Yet while these countries ought to have every method available to control this disease, political leaders and environmental groups recently came very close to banning an important weapon in the fight against malaria: DDT. In December 2000, international delegates and observers met in South Africa to negotiate the Convention on Persistent Organic Pollutants, a list of 12 chemicals, including DDT, which will soon be banned worldwide. Fifteen countries requested exemptions for their usage of DDT in public-health programs—but even they will have to comply with the treaty’s potentially onerous regulatory restrictions. In May, delegates from the United States and more than 100 other countries will meet in Stockholm, Sweden, to sign the treaty, a legally binding instrument.

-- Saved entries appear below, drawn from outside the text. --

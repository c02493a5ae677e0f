/// Remote lists that can be superseded by a newer request.
#[derive(Debug, Clone, Copy, PartialEq, Eq, Hash)]
pub enum Field {
    Countries,
    Cities,
    Timings,
}

impl Field {
    const fn index(self) -> usize {
        match self {
            Self::Countries => 0,
            Self::Cities => 1,
            Self::Timings => 2,
        }
    }
}

/// Tag attached to a fetch; its response is applied only while it is current.
#[derive(Debug, Clone, Copy, PartialEq, Eq, Hash)]
pub struct Ticket {
    pub field: Field,
    pub seq: u64,
}

#[derive(Debug, Clone, Default)]
pub struct RequestSequencer {
    latest: [u64; 3],
}

impl RequestSequencer {
    pub fn new() -> Self {
        Self::default()
    }

    pub fn issue(&mut self, field: Field) -> Ticket {
        let slot = &mut self.latest[field.index()];
        *slot += 1;
        Ticket {
            field,
            seq: *slot,
        }
    }

    pub fn is_current(&self, ticket: Ticket) -> bool {
        self.latest[ticket.field.index()] == ticket.seq
    }

    /// Supersedes whatever is in flight for `field`.
    pub fn invalidate(&mut self, field: Field) {
        self.latest[field.index()] += 1;
    }

    pub fn invalidate_all(&mut self) {
        for field in [Field::Countries, Field::Cities, Field::Timings] {
            self.invalidate(field);
        }
    }
}

#[cfg(test)]
mod tests {
    use super::*;

    #[test]
    fn only_latest_ticket_is_current() {
        let mut sequencer = RequestSequencer::new();
        let first = sequencer.issue(Field::Countries);
        let second = sequencer.issue(Field::Countries);

        assert!(!sequencer.is_current(first));
        assert!(sequencer.is_current(second));
    }

    #[test]
    fn fields_are_sequenced_independently() {
        let mut sequencer = RequestSequencer::new();
        let countries = sequencer.issue(Field::Countries);
        let cities = sequencer.issue(Field::Cities);
        sequencer.issue(Field::Timings);

        assert!(sequencer.is_current(countries));
        assert!(sequencer.is_current(cities));
    }

    #[test]
    fn invalidation_supersedes_in_flight_tickets() {
        let mut sequencer = RequestSequencer::new();
        let timings = sequencer.issue(Field::Timings);
        let cities = sequencer.issue(Field::Cities);

        sequencer.invalidate_all();

        assert!(!sequencer.is_current(timings));
        assert!(!sequencer.is_current(cities));
        let fresh = sequencer.issue(Field::Timings);
        assert!(sequencer.is_current(fresh));
    }
}
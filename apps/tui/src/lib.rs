// Export the modules the binary and the integration tests share
pub mod cli;
pub mod config;
pub mod http;
pub mod logging;
pub mod store;

pub use http::ReqwestTransport;
pub use store::FileStore;
#[derive(Debug, Clone, PartialEq, Eq)]
pub enum Event {
    /// An empty value means the placeholder was chosen.
    ContinentChanged(String),
    CountryChanged(String),
    CityChanged(String),
    MethodChanged(u16),
    LoadRequested,
    ResetRequested,
    CountriesLoaded {
        ticket: Ticket,
        result: Result<Vec<String>, ApiError>,
    },
    CitiesLoaded {
        ticket: Ticket,
        result: Result<Vec<String>, ApiError>,
    },
    TimingsLoaded {
        ticket: Ticket,
        purpose: TimingsPurpose,
        result: Result<Timings, ApiError>,
    },
    Tick,
}

impl Event {
    /// The change event for committing `value` on a select.
    pub fn select(id: SelectId, value: impl Into<String>) -> Option<Self> {
        let value = value.into();
        match id {
            SelectId::Continent => Some(Self::ContinentChanged(value)),
            SelectId::Country => Some(Self::CountryChanged(value)),
            SelectId::City => Some(Self::CityChanged(value)),
            SelectId::Method => value.parse().ok().map(Self::MethodChanged),
        }
    }
}

#[derive(Debug, Clone, PartialEq, Eq)]
pub enum Effect {
    FetchCountries {
        ticket: Ticket,
        continent: String,
    },
    FetchCities {
        ticket: Ticket,
        country: String,
    },
    FetchTimings {
        ticket: Ticket,
        query: TimingsQuery,
        purpose: TimingsPurpose,
    },
    StartTicker {
        period: Duration,
    },
    StopTicker,
}

/// Persisted values still waiting for their list to arrive.
#[derive(Debug, Clone, Default, PartialEq, Eq)]
struct RestorePlan {
    country: Option<String>,
    city: Option<String>,
    timings: Option<Timings>,
    next_prayer: Option<NextPrayer>,
}

#[derive(Debug)]
pub struct Controller<S> {
    screen: Screen,
    selection: Selection,
    persistence: Persistence<S>,
    sequencer: RequestSequencer,
    restore: Option<RestorePlan>,
    timings: Option<Timings>,
    next_prayer: Option<NextPrayer>,
    ticking: bool,
    default_method: u16,
}
use std::fs::OpenOptions;
use std::path::Path;
use std::sync::Mutex;

use color_eyre::eyre::{eyre, Result};
use tracing_subscriber::EnvFilter;

/// Sends tracing output, and the core's `log` records through the bridge, to
/// `path`. `RUST_LOG` wins over `debug` when set.
pub fn init(path: &Path, debug: bool) -> Result<()> {
    if let Some(parent) = path.parent().filter(|p| !p.as_os_str().is_empty()) {
        std::fs::create_dir_all(parent)?;
    }
    let file = OpenOptions::new().create(true).append(true).open(path)?;

    let default_level = if debug { "debug" } else { "info" };
    let filter = EnvFilter::try_from_default_env().unwrap_or_else(|_| EnvFilter::new(default_level));

    tracing_subscriber::fmt()
        .with_env_filter(filter)
        .with_writer(Mutex::new(file))
        .with_ansi(false)
        .with_target(true)
        .try_init()
        .map_err(|e| eyre!("Failed to install logger: {e}"))
}
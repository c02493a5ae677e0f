use clap::Parser;

use crate::config::{METHOD_ENV, STORE_ENV};

#[derive(Debug, Default, Parser)]
#[command(name = "prayer-times", version, about = "Prayer times with a next-prayer countdown")]
pub struct CliArgs {
    /// Print today's timings and the next prayer, then exit
    #[arg(long)]
    pub headless: bool,

    /// Print headless output as JSON
    #[arg(long)]
    pub json: bool,

    /// Enable debug logging
    #[arg(long)]
    pub debug: bool,

    /// Override the persisted-state file
    #[arg(long, value_name = "PATH")]
    pub store: Option<String>,

    /// City for headless mode (defaults to the persisted one)
    #[arg(long)]
    pub city: Option<String>,

    /// Country for headless mode (defaults to the persisted one)
    #[arg(long)]
    pub country: Option<String>,

    /// Calculation method id (2, 3, 4, 5 or 12)
    #[arg(long)]
    pub method: Option<u16>,

    /// Date for headless mode, as DD-MM-YYYY
    #[arg(long, value_name = "DD-MM-YYYY")]
    pub date: Option<String>,
}

impl CliArgs {
    pub fn apply_env_overrides(&self) {
        if let Some(store) = &self.store {
            std::env::set_var(STORE_ENV, store);
        }
        if let Some(method) = self.method {
            std::env::set_var(METHOD_ENV, method.to_string());
        }
        if self.debug {
            std::env::set_var("DEBUG", "1");
        }
    }
}

#[cfg(test)]
mod tests {
    use super::*;
    use clap::CommandFactory;

    #[test]
    fn parses_headless_location_flags() {
        let args = CliArgs::parse_from([
            "prayer-times",
            "--headless",
            "--json",
            "--city",
            "Oran",
            "--country",
            "Algeria",
            "--method",
            "3",
            "--date",
            "02-03-2024",
        ]);

        assert!(args.headless && args.json);
        assert_eq!(args.city.as_deref(), Some("Oran"));
        assert_eq!(args.country.as_deref(), Some("Algeria"));
        assert_eq!(args.method, Some(3));
        assert_eq!(args.date.as_deref(), Some("02-03-2024"));
    }

    #[test]
    fn command_definition_is_consistent() {
        CliArgs::command().debug_assert();
    }

    #[test]
    fn method_must_be_numeric() {
        assert!(CliArgs::try_parse_from(["prayer-times", "--method", "isna"]).is_err());
    }
}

Many methods of protection against the disease have been devised. International public-health officials currently favor a regimen of anti-malarial drugs for foreign visitors to malarial areas, and pesticide-impregnated bed nets for local people. These methods are designed to try to prevent infection—the prophylaxis method.
But one of the most effective methods, and probably the cheapest, is to spray inside houses and buildings with insecticides to repel, irritate, and kill the mosquito that carries the malaria parasite—the vector control method. One of the oldest pesticides is still the best for controlling mosquitoes; this is dichlorodiphenyltrichlorethane, commonly known as DDT. Despite a surge in malaria incidence in the developing world, DDT production is decreasing, and its use is limited to those few countries that still have stockpiles or whose governments produce the chemical.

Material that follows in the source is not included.